Sample collection and DNA extraction

A mature male P. microlepis was obtained from the Fisheries Research Institute, Anhui Academy of Agricultural Sciences. Muscle tissue from this specimen was used for DNA extraction and subsequent whole-genome sequencing, including both short-read and long-read sequencing, as well as Hi-C sequencing. All experiments adhered to the recommendations of the Ethics Committee of the Fisheries Research Institute, Anhui Academy of Agricultural Sciences. Genomic DNA was extracted from the muscle tissues using the Qiagen DNeasy Blood and Tissue Kit (Qiagen, USA) following the manufacturer’s instructions. The quality and concentration of DNA were assessed with a NanoDrop One spectrophotometer (Thermo Scientific, USA) and 1% agarose gel electrophoresis.

Genome sequencing

The extracted DNA was randomly sheared into approximately 350 bp fragments, and a short fragment library was constructed using the MGIEasy PCR-Free DNA library prep set (BGI, China). Sequencing was conducted on the DNBSEQ-T7 platform (MGI, China), yielding a total of 59.19 Gb of paired-end raw reads, each 150 bp in length (Table 1). For PacBio sequencing, a SMRTbell Express Template Prep Kit 2.0 was used for HiFi sequencing based on PacBio’s standard protocol (Pacific Biosciences, USA), and a long-read library was constructed using the PacBio Sequel II system. This process generated 35.65 Gb of raw PacBio continuous long reads (HiFi) with an average length of 15.91 kb (Table 1). For Hi-C sequencing, approximately 1 g of muscle tissue from the male P. microlepis was used. The GrandOmics Hi-C kit (with DpnII as the restriction enzyme; GrandOmics, China) was used according to the manufacturer’s protocol. The Hi-C library was sequenced on the DNBSEQ-T7 platform (MGI, China), producing a total of 114.16 Gb of Hi-C read data for accessory chromosomes (Table 1).

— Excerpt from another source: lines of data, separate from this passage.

//! Blob and document store contracts, with in-memory and filesystem
//! implementations.

use std::{
    collections::BTreeMap,
    fs,
    io::ErrorKind,
    path::{Path, PathBuf},
    sync::{Arc, Mutex, MutexGuard, PoisonError},
};

use crate::asset::{FontAsset, ObjectId, Patch};

/// An error reported by a store.
#[derive(Debug, thiserror::Error)]
pub enum StoreError {
    #[error("'{0}' not found")]
    NotFound(String),
    #[error("document '{0}' already exists")]
    AlreadyExists(String),
    /// The call was abandoned, typically by a caller enforced timeout.
    #[error("store operation aborted")]
    Aborted,
    #[error("store i/o failed: {0}")]
    Io(#[from] std::io::Error),
    #[error("invalid document data: {0}")]
    Json(#[from] serde_json::Error),
    #[error("store backend failed: {0}")]
    Backend(String),
}

/// Opaque storage for uploaded and generated files.
///
/// Stores may be eventually consistent: an object is not guaranteed to be
/// fetchable immediately after `upload` returns.
pub trait BlobStore: Send + Sync {
    fn upload(&self, bytes: &[u8], name: &str) -> Result<ObjectId, StoreError>;
    fn fetch(&self, id: &ObjectId) -> Result<Vec<u8>, StoreError>;
    fn delete(&self, id: &ObjectId) -> Result<(), StoreError>;
}

/// Storage for [`FontAsset`] documents, edited with field level patches.
pub trait DocumentStore: Send + Sync {
    fn load(&self, id: &str) -> Result<FontAsset, StoreError>;
    fn create(&self, asset: &FontAsset) -> Result<(), StoreError>;
    /// Apply `patches` in order and return the updated document.
    fn patch(&self, id: &str, patches: &[Patch]) -> Result<FontAsset, StoreError>;
}

impl<T: BlobStore + ?Sized> BlobStore for Arc<T> {
    fn upload(&self, bytes: &[u8], name: &str) -> Result<ObjectId, StoreError> {
        (**self).upload(bytes, name)
    }

    fn fetch(&self, id: &ObjectId) -> Result<Vec<u8>, StoreError> {
        (**self).fetch(id)
    }

    fn delete(&self, id: &ObjectId) -> Result<(), StoreError> {
        (**self).delete(id)
    }
}

impl<T: DocumentStore + ?Sized> DocumentStore for Arc<T> {
    fn load(&self, id: &str) -> Result<FontAsset, StoreError> {
        (**self).load(id)
    }

    fn create(&self, asset: &FontAsset) -> Result<(), StoreError> {
        (**self).create(asset)
    }

    fn patch(&self, id: &str, patches: &[Patch]) -> Result<FontAsset, StoreError> {
        (**self).patch(id, patches)
    }
}

fn lock<T>(mutex: &Mutex<T>) -> MutexGuard<'_, T> {
    mutex.lock().unwrap_or_else(PoisonError::into_inner)
}

fn extension_of(name: &str) -> &str {
    name.rsplit_once('.').map(|(_, ext)| ext).unwrap_or("bin")
}

/// A failure to inject into a [`MemoryBlobStore`] operation.
#[derive(Clone, Copy, Debug, PartialEq, Eq)]
pub enum Fault {
    Fail,
    Abort,
}

impl Fault {
    fn error(self) -> StoreError {
        match self {
            Fault::Fail => StoreError::Backend("injected failure".into()),
            Fault::Abort => StoreError::Aborted,
        }
    }
}

#[derive(Clone, Debug)]
struct StoredObject {
    name: String,
    bytes: Vec<u8>,
}

/// A blob store held in memory.
#[derive(Debug, Default)]
pub struct MemoryBlobStore {
    objects: Mutex<BTreeMap<ObjectId, StoredObject>>,
    upload_fault: Mutex<Option<Fault>>,
    delete_fault: Mutex<Option<Fault>>,
}

impl MemoryBlobStore {
    pub fn new() -> Self {
        Self::default()
    }

    /// Make every following upload fail until reset with `None`.
    pub fn set_upload_fault(&self, fault: Option<Fault>) {
        *lock(&self.upload_fault) = fault;
    }

    pub fn set_delete_fault(&self, fault: Option<Fault>) {
        *lock(&self.delete_fault) = fault;
    }

    pub fn contains(&self, id: &ObjectId) -> bool {
        lock(&self.objects).contains_key(id)
    }

    pub fn len(&self) -> usize {
        lock(&self.objects).len()
    }

    pub fn is_empty(&self) -> bool {
        self.len() == 0
    }

    /// The name an object was uploaded under.
    pub fn name_of(&self, id: &ObjectId) -> Option<String> {
        lock(&self.objects).get(id).map(|obj| obj.name.clone())
    }
}

impl BlobStore for MemoryBlobStore {
    fn upload(&self, bytes: &[u8], name: &str) -> Result<ObjectId, StoreError> {
        if let Some(fault) = *lock(&self.upload_fault) {
            return Err(fault.error());
        }
        let id = ObjectId::generate(extension_of(name));
        let object = StoredObject {
            name: name.to_string(),
            bytes: bytes.to_vec(),
        };
        lock(&self.objects).insert(id.clone(), object);
        Ok(id)
    }

    fn fetch(&self, id: &ObjectId) -> Result<Vec<u8>, StoreError> {
        lock(&self.objects)
            .get(id)
            .map(|obj| obj.bytes.clone())
            .ok_or_else(|| StoreError::NotFound(id.to_string()))
    }

    fn delete(&self, id: &ObjectId) -> Result<(), StoreError> {
        if let Some(fault) = *lock(&self.delete_fault) {
            return Err(fault.error());
        }
        lock(&self.objects)
            .remove(id)
            .map(|_| ())
            .ok_or_else(|| StoreError::NotFound(id.to_string()))
    }
}

/// A document store held in memory.
#[derive(Debug, Default)]
pub struct MemoryDocumentStore {
    documents: Mutex<BTreeMap<String, FontAsset>>,
}

impl MemoryDocumentStore {
    pub fn new() -> Self {
        Self::default()
    }
}

impl DocumentStore for MemoryDocumentStore {
    fn load(&self, id: &str) -> Result<FontAsset, StoreError> {
        lock(&self.documents)
            .get(id)
            .cloned()
            .ok_or_else(|| StoreError::NotFound(id.to_string()))
    }

    fn create(&self, asset: &FontAsset) -> Result<(), StoreError> {
        let mut documents = lock(&self.documents);
        if documents.contains_key(&asset.id) {
            return Err(StoreError::AlreadyExists(asset.id.clone()));
        }
        documents.insert(asset.id.clone(), asset.clone());
        Ok(())
    }

    fn patch(&self, id: &str, patches: &[Patch]) -> Result<FontAsset, StoreError> {
        let mut documents = lock(&self.documents);
        let asset = documents
            .get_mut(id)
            .ok_or_else(|| StoreError::NotFound(id.to_string()))?;
        for patch in patches {
            log::debug!("patching {id}: {}", patch.path());
            *asset = asset.apply(patch);
        }
        Ok(asset.clone())
    }
}

/// A blob store keeping one file per object in a directory.
#[derive(Debug)]
pub struct DirBlobStore {
    root: PathBuf,
}

impl DirBlobStore {
    /// Use `root` as the store, creating it if needed.
    pub fn open(root: impl Into<PathBuf>) -> Result<Self, StoreError> {
        let root = root.into();
        fs::create_dir_all(&root)?;
        Ok(DirBlobStore { root })
    }

    pub fn root(&self) -> &Path {
        &self.root
    }

    pub fn path_of(&self, id: &ObjectId) -> PathBuf {
        self.root.join(id.as_str())
    }
}

fn object_error(id: &ObjectId, e: std::io::Error) -> StoreError {
    match e.kind() {
        ErrorKind::NotFound => StoreError::NotFound(id.to_string()),
        _ => StoreError::Io(e),
    }
}

impl BlobStore for DirBlobStore {
    fn upload(&self, bytes: &[u8], name: &str) -> Result<ObjectId, StoreError> {
        let id = ObjectId::generate(extension_of(name));
        fs::write(self.path_of(&id), bytes)?;
        log::debug!("stored '{name}' as {}", self.path_of(&id).display());
        Ok(id)
    }

    fn fetch(&self, id: &ObjectId) -> Result<Vec<u8>, StoreError> {
        fs::read(self.path_of(id)).map_err(|e| object_error(id, e))
    }

    fn delete(&self, id: &ObjectId) -> Result<(), StoreError> {
        fs::remove_file(self.path_of(id)).map_err(|e| object_error(id, e))
    }
}

/// A document store backed by a single JSON file mapping ids to documents.
#[derive(Debug)]
pub struct JsonDocumentStore {
    path: PathBuf,
    lock: Mutex<()>,
}

impl JsonDocumentStore {
    pub fn new(path: impl Into<PathBuf>) -> Self {
        JsonDocumentStore {
            path: path.into(),
            lock: Mutex::new(()),
        }
    }

    fn read(&self) -> Result<BTreeMap<String, FontAsset>, StoreError> {
        match fs::read_to_string(&self.path) {
            Ok(text) => Ok(serde_json::from_str(&text)?),
            Err(e) if e.kind() == ErrorKind::NotFound => Ok(BTreeMap::new()),
            Err(e) => Err(e.into()),
        }
    }

    fn write(&self, documents: &BTreeMap<String, FontAsset>) -> Result<(), StoreError> {
        let text = serde_json::to_string_pretty(documents)?;
        let tmp = self.path.with_extension("json.tmp");
        fs::write(&tmp, text)?;
        fs::rename(&tmp, &self.path)?;
        Ok(())
    }
}

impl DocumentStore for JsonDocumentStore {
    fn load(&self, id: &str) -> Result<FontAsset, StoreError> {
        let _guard = lock(&self.lock);
        self.read()?
            .remove(id)
            .ok_or_else(|| StoreError::NotFound(id.to_string()))
    }

    fn create(&self, asset: &FontAsset) -> Result<(), StoreError> {
        let _guard = lock(&self.lock);
        let mut documents = self.read()?;
        if documents.contains_key(&asset.id) {
            return Err(StoreError::AlreadyExists(asset.id.clone()));
        }
        documents.insert(asset.id.clone(), asset.clone());
        self.write(&documents)
    }

    fn patch(&self, id: &str, patches: &[Patch]) -> Result<FontAsset, StoreError> {
        let _guard = lock(&self.lock);
        let mut documents = self.read()?;
        let asset = documents
            .get_mut(id)
            .ok_or_else(|| StoreError::NotFound(id.to_string()))?;
        for patch in patches {
            *asset = asset.apply(patch);
        }
        let updated = asset.clone();
        self.write(&documents)?;
        Ok(updated)
    }
}

#[cfg(test)]
mod tests {
    use super::*;
    use crate::{asset::SlotRef, format::FormatCode};

    fn set_ttf(id: &ObjectId) -> Patch {
        Patch::SetSlot {
            code: FormatCode::Ttf,
            slot: SlotRef::new(id.clone(), "acme.ttf"),
        }
    }

    #[test]
    fn memory_blobs() {
        let store = MemoryBlobStore::new();
        let id = store.upload(b"abc", "acme.ttf").unwrap();
        assert_eq!(id.parts().unwrap().1, "ttf");
        assert_eq!(store.fetch(&id).unwrap(), b"abc");
        assert_eq!(store.name_of(&id).as_deref(), Some("acme.ttf"));
        store.delete(&id).unwrap();
        assert!(matches!(store.fetch(&id), Err(StoreError::NotFound(_))));
        assert!(matches!(store.delete(&id), Err(StoreError::NotFound(_))));
    }

    #[test]
    fn injected_faults() {
        let store = MemoryBlobStore::new();
        store.set_upload_fault(Some(Fault::Abort));
        assert!(matches!(store.upload(b"", "a.css"), Err(StoreError::Aborted)));
        store.set_upload_fault(None);
        let id = store.upload(b"", "a.css").unwrap();
        store.set_delete_fault(Some(Fault::Fail));
        assert!(matches!(store.delete(&id), Err(StoreError::Backend(_))));
        assert!(store.contains(&id));
    }

    #[test]
    fn memory_documents() {
        let store = MemoryDocumentStore::new();
        let asset = FontAsset::new("doc", "Acme", "acme");
        store.create(&asset).unwrap();
        assert!(matches!(store.create(&asset), Err(StoreError::AlreadyExists(_))));
        let id = ObjectId::new("file-1-ttf");
        let patched = store.patch("doc", &[set_ttf(&id)]).unwrap();
        assert_eq!(store.load("doc").unwrap(), patched);
        assert!(matches!(store.patch("nope", &[]), Err(StoreError::NotFound(_))));
    }

    #[test]
    fn directory_blobs() {
        let dir = tempfile::tempdir().unwrap();
        let store = DirBlobStore::open(dir.path().join("blobs")).unwrap();
        let id = store.upload(b"wOF2", "acme.woff2").unwrap();
        assert!(store.path_of(&id).exists());
        assert_eq!(store.fetch(&id).unwrap(), b"wOF2");
        store.delete(&id).unwrap();
        assert!(matches!(store.fetch(&id), Err(StoreError::NotFound(_))));
    }

    #[test]
    fn json_documents_persist() {
        let dir = tempfile::tempdir().unwrap();
        let path = dir.path().join("fonts.json");
        let store = JsonDocumentStore::new(&path);
        store.create(&FontAsset::new("doc", "Acme", "acme")).unwrap();
        let id = ObjectId::new("file-1-ttf");
        store.patch("doc", &[set_ttf(&id)]).unwrap();

        let reopened = JsonDocumentStore::new(&path);
        let asset = reopened.load("doc").unwrap();
        assert_eq!(asset.slot(FormatCode::Ttf).occupied().unwrap().object_id, id);
    }
}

Table 1 Statistics of sequencing data.

Full size table

RNA extraction and transcriptome sequencing

To facilitate genome annotation, total RNA was extracted from a total of 11 tissues, including the spleen, kidney, brain, muscle, testis, liver, heart, intestine, skin, etc. The quality of the RNA was assessed using a NanoDrop 2000 spectrophotometer (Thermo Fisher Scientific, USA) and an Agilent 2100 Bioanalyzer (Agilent Technologies, USA). A composite RNA sample was then used to construct a cDNA library with the MGIEasy library prep set (BGI, China), following the manufacturer’s instructions. The library was sequenced on the DNBSEQ-T7 platform using a paired-end 150 bp layout, yielding 50.60 Gb of transcriptome data to assist in genome and gene annotations (Table 1).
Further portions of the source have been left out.